Is there ‘LIFE ON MARS’? Exploring his new EP…One of the greatest challenges an electronic producer faces is adding the aspect of emotion to their music. With technology so advanced, the genre can come across as too clean, lacking that relevant rawness for people to connect with. However, in the case of Bobby Nourmand’s latest EP ‘LIFE ON MARS’, we see an artist go totally against this notion. Inspired by the life changing birth of his first child, we see the release act as a sonic journey, starting with the sense of fear-fuelled isolation, and ending with the feel of release and freedom. With glimpses of ambient, left-field and futurism throughout, we see an artist in Bobby at his most refined, pushing the boundaries of what electronic music can deliver.

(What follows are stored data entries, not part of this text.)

//! Configuration module for context-architect
//!
//! This module handles:
//! - Project-level configuration (`.context-architect.json`)
//! - Context file resolution (CLI override > config > `CLAUDE.md`)
//! - Ignore glob matching
//! - Heuristic thresholds shared by the scorer and the detectors

pub mod glob;
mod project_config;
mod thresholds;

pub use glob::{match_glob, should_ignore, GlobPattern, IgnoreSet};
pub use project_config::{
    load_project_config, resolve_context_file, ProjectConfig, CONFIG_FILE_NAME,
    DEFAULT_CONTEXT_FILE, DEFAULT_PROBE_MODEL,
};
pub use thresholds::Thresholds;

Bobby started his career in the conventional manner of DJing at clubs throughout New York. Surrounded by talented artists, his eyes were opened to the endless possibilities a producer has at their hands. It was that moment he went into the studio and never looked back. “At the age of 23, I got sober and started to pursue my craft into a career. Totally fuelled by passion and to spread the love of music.” He explains: “This journey started in ChinaTown at a venue called Apotheke where I got my first residency. These nights were magical and on fire, literally. Specifically playing other people’s music wasn’t enough. I wanted to be able to express my own message and connect to the audience on a more personal level whether in person or in the privacy of their own experiences, it sparked the flame to create my own music.”
Finding his sound by remixing iconic tracks from the likes of The Doors, The Rolling Stones, The Beatles and Billy idol, Bobby found himself looking at an alternative dance sound from the very start. That was what paved the way for his career, as the artist explains: “Maintaining the integrity of these classic tracks, the production was minimal. These releases were seen and heard by millions of listeners which gained the attention of the A&R’s at influential labels.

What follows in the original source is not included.